- Born: D. V. K. Vasudevan 10 April 1979 (age 47) Vijayawada, Andhra Pradesh, India
- Origin: India
- Genre: Carnatic music
- Occupations: Violinist, Academician
- Instrument: Violin
- Years active: 2000 – present
- Website: www.violinvasu.com

= Violin Vasu =

Dr. D. V. K. Vasudevan (born 10 April 1979), professionally known as Violin Vasu, is an Indian classical music violinist, academician, researcher and social activist.

A disciple of Padma Shri awardee Nadasudharnava Annavarapu Ramaswamy, he represents the sixth generation of the Tyagaraja Sishya Parampara (disciplic lineage).
He has performed at international festivals such as Namaste France (Paris), World Wood Festival (USA), International Film Festival of India (Goa), Thai Tourism Festival (Bangkok), Sankat Mochan Festival (Varanasi), Living Heritage Festival (Chowmahalla Palace) and Telugu Cultural Festival (New Jersey) – and for bodies including the Sangeet Natak Akademi and ICCR, Ministry of Culture, Government of India .
He serves as a National Jury member for the National Kala Utsav of the NCERT.

== Early life ==
Vasudevan was born in Vijayawada, Andhra Pradesh.
He received initial musical training under Sri V. V. L. Narasimha Rao and advanced tutelage under Dr. Annavarapu Ramaswamy.
During his college years, he participated in the National Cadet Corps, representing Andhra Pradesh in the 1998 Republic Day Parade, as well as the National Service Scheme and Bharat Scouts and Guides, receiving the Rashtrapati Award from President A. P. J. Abdul Kalam.

== Education ==
Vasu earned an M.Sc. in Information Technology from the Institute of Advanced Studies in Education (IASE), Sardarshahar, Rajasthan (2005), and an M.Music from the University of Madras (2015).
He later obtained a Ph.D. in Music from the University of Mysore under Dr. Mysore Manjunath.
He holds the title Sangeethalankar from the Akhil Bharatiya Gandharva Mahavidyalaya Mandal, diplomas in Carnatic violin and vocal music from P.S. Telugu University, and a TTC in Music from the A.P. Government Technical Board.
He also completed Grade 8 Theory in Western Music from Trinity College London and cleared the UGC NET in Music .

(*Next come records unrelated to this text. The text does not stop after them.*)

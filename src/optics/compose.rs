//! Composition of many lenses.
//!
//! Two flavours exist:
//!
//! - [`compose`] takes a runtime sequence of [`DynLens<S, S>`] and folds over
//!   it with explicit loops.
//! - [`compose_lenses!`](crate::compose_lenses) chains statically typed
//!   lenses with [`Lens::then`], so focus types may change at every step.
//!
//! Both read right to left, like function composition: `compose([b, a])`
//! first looks through `a`, then through `b`, and is equivalent to
//! `from_path(["a", "b"])` when `a` and `b` are single-key path lenses.
//!
//! # Laws
//!
//! - **Associativity**: `compose([compose([a, b]), c]) == compose([a, compose([b, c])])`
//! - **Identity**: `compose([a]) == a`

use std::fmt;
use std::sync::Arc;

use crate::error::LensError;
use crate::optics::{DynLens, Lens};

/// A lens made of a non-empty chain of lenses, in application order.
pub struct ComposedChain<S> {
    outermost: DynLens<S, S>,
    inner: Vec<DynLens<S, S>>,
}

impl<S> ComposedChain<S> {
    /// Returns the number of lenses in the chain.
    pub fn len(&self) -> usize {
        self.inner.len() + 1
    }

    /// Always `false`: a chain holds at least one lens.
    pub const fn is_empty(&self) -> bool {
        false
    }
}

impl<S> Lens<S, S> for ComposedChain<S> {
    fn peek(&self, source: &S) -> S {
        let mut focus = self.outermost.peek(source);
        for lens in &self.inner {
            focus = lens.peek(&focus);
        }
        focus
    }

    fn set(&self, source: S, focus: S) -> Result<S, LensError> {
        let mut visited = Vec::with_capacity(self.inner.len());
        let mut current = source;
        let mut innermost = &self.outermost;
        for lens in &self.inner {
            let next = innermost.peek(&current);
            visited.push((innermost, current));
            current = next;
            innermost = lens;
        }

        let mut updated = innermost.set(current, focus)?;
        for (lens, structure) in visited.into_iter().rev() {
            updated = lens.set(structure, updated)?;
        }
        Ok(updated)
    }

    fn is_read_only(&self) -> bool {
        self.outermost.is_read_only() || self.inner.iter().any(|lens| lens.is_read_only())
    }
}

impl<S> Clone for ComposedChain<S> {
    fn clone(&self) -> Self {
        Self {
            outermost: Arc::clone(&self.outermost),
            inner: self.inner.clone(),
        }
    }
}

impl<S> fmt::Debug for ComposedChain<S> {
    fn fmt(&self, formatter: &mut fmt::Formatter<'_>) -> fmt::Result {
        formatter
            .debug_struct("ComposedChain")
            .field("len", &self.len())
            .finish()
    }
}

/// Composes a sequence of lenses, from right to left.
///
/// The last lens is applied to the structure first.
///
/// # Errors
///
/// Returns [`LensError::EmptyComposition`] when `lenses` is empty.
///
/// # Example
///
/// ```
/// use focal::optics::{Lens, compose, from_path};
/// use focal::record;
/// use focal::value::Value;
///
/// let a_lens = from_path(["a"]).shared();
/// let b_lens = from_path(["b"]).shared();
/// let ab_lens = compose([b_lens, a_lens]).unwrap();
///
/// let source = record! { "a" => record! { "b" => 1 } };
/// assert_eq!(ab_lens.peek(&source), Value::from(1));
/// assert_eq!(
///     ab_lens.set(source, Value::from(2)).unwrap(),
///     record! { "a" => record! { "b" => 2 } }
/// );
/// ```
pub fn compose<S, I>(lenses: I) -> Result<ComposedChain<S>, LensError>
where
    I: IntoIterator<Item = DynLens<S, S>>,
{
    let lenses: Vec<_> = lenses.into_iter().collect();
    let mut application_order = lenses.into_iter().rev();
    let Some(outermost) = application_order.next() else {
        tracing::debug!("compose called without lenses");
        return Err(LensError::EmptyComposition);
    };
    Ok(ComposedChain {
        outermost,
        inner: application_order.collect(),
    })
}

/// Composes statically typed lenses, from right to left.
///
/// `compose_lenses!(c, b, a)` is `a.then(b).then(c)`: the rightmost lens is
/// applied to the structure first. Focus types may differ at every step.
///
/// # Syntax
///
/// - `compose_lenses!(l)` - Returns `l` unchanged
/// - `compose_lenses!(l1, l2, ...)` - Composes any number of lenses
///
/// # Example
///
/// ```
/// use focal::optics::Lens;
/// use focal::{compose_lenses, lens};
///
/// #[derive(Clone, PartialEq, Debug)]
/// struct Street { name: String }
///
/// #[derive(Clone, PartialEq, Debug)]
/// struct Address { street: Street }
///
/// #[derive(Clone, PartialEq, Debug)]
/// struct Person { address: Address }
///
/// let street_name = compose_lenses!(lens!(Street, name), lens!(Address, street), lens!(Person, address));
///
/// let person = Person {
///     address: Address { street: Street { name: "Main St".to_string() } },
/// };
/// assert_eq!(street_name.peek(&person), "Main St");
/// ```
#[macro_export]
macro_rules! compose_lenses {
    ($lens:expr $(,)?) => {
        $lens
    };

    ($outer_lens:expr, $($remaining_lenses:expr),+ $(,)?) => {
        $crate::optics::Lens::then($crate::compose_lenses!($($remaining_lenses),+), $outer_lens)
    };
}

#[cfg(test)]
mod tests {
    use super::*;
    use crate::optics::{from_path, read_only};
    use crate::record;
    use crate::value::Value;
    use rstest::rstest;

    fn key_lens(key: &str) -> DynLens<Value, Value> {
        from_path([key]).shared()
    }

    #[rstest]
    fn test_empty_composition_is_an_error() {
        let result = compose(Vec::<DynLens<Value, Value>>::new());
        assert!(matches!(result, Err(LensError::EmptyComposition)));
    }

    #[rstest]
    fn test_single_lens_is_identity_case() {
        let chain = compose([key_lens("a")]).unwrap();
        let source = record! { "a" => 1 };

        assert_eq!(chain.len(), 1);
        assert_eq!(chain.peek(&source), Value::from(1));
        assert_eq!(chain.set(source, Value::from(2)), Ok(record! { "a" => 2 }));
    }

    #[rstest]
    fn test_applies_rightmost_lens_first() {
        let chain = compose([key_lens("c"), key_lens("b"), key_lens("a")]).unwrap();
        let source = record! { "a" => record! { "b" => record! { "c" => 1 } } };

        assert_eq!(chain.peek(&source), Value::from(1));
        assert_eq!(
            chain.set(source, Value::from(3)),
            Ok(record! { "a" => record! { "b" => record! { "c" => 3 } } })
        );
    }

    #[rstest]
    fn test_read_only_member_makes_chain_read_only() {
        let chain = compose([
            read_only(|value: &Value| value.clone()).shared(),
            key_lens("a"),
        ])
        .unwrap();

        assert!(chain.is_read_only());
        assert_eq!(chain.set(record! {}, Value::Null), Err(LensError::ReadOnly));
    }
}
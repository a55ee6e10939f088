//! Lenses for immutable data manipulation.
//!
//! A lens is a composable accessor/updater pair: it reads ("peeks") a value
//! nested inside a larger structure, or produces a new structure with that
//! value replaced ("sets"), without mutating the input and without deep
//! copies.
//!
//! # Available Building Blocks
//!
//! - [`Lens`]: The lens trait, with [`create_lens`] and [`read_only`] for
//!   lenses built from plain functions
//! - [`from_path`]: A lens into a nested [`Value`](crate::value::Value)
//! - [`create_lens_memoized`] and [`read_only_memoized`]: Lenses that cache
//!   their last read
//! - [`lift`], [`lift_with`], [`over`], [`map`]: Focus functions as
//!   structure functions
//! - [`compose`] and [`compose_lenses!`](crate::compose_lenses): Chains of
//!   lenses, applied right to left
//! - [`combine_lenses`]: Several lenses viewed as one record
//!
//! # Example
//!
//! ```
//! use focal::optics::{Lens, compose, from_path, over};
//! use focal::record;
//! use focal::value::Value;
//!
//! let state = record! {
//!     "user" => record! { "name" => "Alice", "visits" => 1 },
//!     "settings" => record! { "theme" => "dark" },
//! };
//!
//! let visits = compose([from_path(["visits"]).shared(), from_path(["user"]).shared()]).unwrap();
//! assert_eq!(visits.peek(&state), Value::from(1));
//!
//! let updated = over(&visits, |count: Value| Value::from(count.as_i64().unwrap_or(0) + 1), state.clone()).unwrap();
//! assert_eq!(from_path(["user", "visits"]).peek(&updated), Value::from(2));
//!
//! // Untouched branches are shared, not copied.
//! let settings = from_path(["settings"]);
//! assert!(settings.peek(&state).same_ref(&settings.peek(&updated)));
//! ```
//!
//! # Lens Laws
//!
//! Every Lens must satisfy three laws:
//!
//! 1. **GetPut Law**: Setting back what you read is a no-op.
//!    ```text
//!    lens.set(source.clone(), lens.peek(&source)) == Ok(source)
//!    ```
//!
//! 2. **PutGet Law**: Reading after a write yields the written focus.
//!    ```text
//!    lens.peek(&lens.set(source, focus.clone())?) == focus
//!    ```
//!
//! 3. **PutPut Law**: A later write overwrites an earlier one.
//!    ```text
//!    lens.set(lens.set(source.clone(), first)?, second) == lens.set(source, second)
//!    ```
//!
//! Path lenses keep all three, with two exceptions. Arrays are dense, so
//! writing the absent value to an array element stores null. Removing a key
//! leaves its parents in place, so writing the absent value after a write
//! that created intermediate records keeps those (now empty) records.
//!
//! All three laws are stated with `==`, and [`Value`](crate::value::Value)
//! equality follows `f64` for floats. A focus holding `NaN` is never equal
//! to itself, so the laws cannot be observed through `==` for it even though
//! the written structure is the expected one. Compare such foci by their
//! bit patterns (`f64::to_bits`) instead.

mod combine;
mod compose;
mod lens;
mod lift;
mod memoized;
mod path;

pub use lens::ComposedLens;
pub use lens::DynLens;
pub use lens::FunctionLens;
pub use lens::Invocation;
pub use lens::Lens;
pub use lens::NoSetter;
pub use lens::Outcome;
pub use lens::create_lens;
pub use lens::read_only;

pub use path::PathLens;
pub use path::PathNode;
pub use path::WritePolicy;
pub use path::from_path;

pub use memoized::MemoCache;
pub use memoized::MemoizedLens;
pub use memoized::SameRef;
pub use memoized::create_lens_memoized;
pub use memoized::read_only_memoized;

pub use lift::lift;
pub use lift::lift_with;
pub use lift::map;
pub use lift::over;

pub use compose::ComposedChain;
pub use compose::compose;

pub use combine::CombinedLens;
pub use combine::combine_lenses;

== Teaching and publications ==
Vasu is a music teacher and was a cultural coordinator at the University of Hyderabad
and is a visiting faculty member at IIIT-Hyderabad, where he designed a music curriculum adopted by Jawahar Bal Bhavan, a Government of Andhra Pradesh initiative. He is also a visiting faculty at IIT Hyderabad, where he currently teaches the CCA course Intro to Violin.

He received the Outstanding Artistes Research Fellowship from the Ministry of Culture and has several scholarly works to his credit, including A Study of Violin: A Case Study of Violin Usage in Carnatic Music and Interpreting Tyagaraja Pancharatna Keerthanas, a bilingual edition in English and Telugu, that complies Pancharatna kritis with word-for-word translations and with musical notations .
His book Jeevana Vidya explores human values through examples from the life of Mahatma Gandhi.
Vasu’s research advocating the inclusion of music in formal education has been highlighted in Indian media and noted by the International Music Council of UNESCO .

== Music career ==
Vasu trained under violinist Dr. Annavarapu Ramaswami. He co-founded the fusion duo DevanDrone with friend and flutist Dronendra Phani Kumar.
They performed at the Festival of Living Heritage (2008), in which musician Dr. M. Balamuralikrishna performed a solo show, and at World Wood Day Music Festival (2017, Long Beach, CA).
He represented India at Namaste France (2016).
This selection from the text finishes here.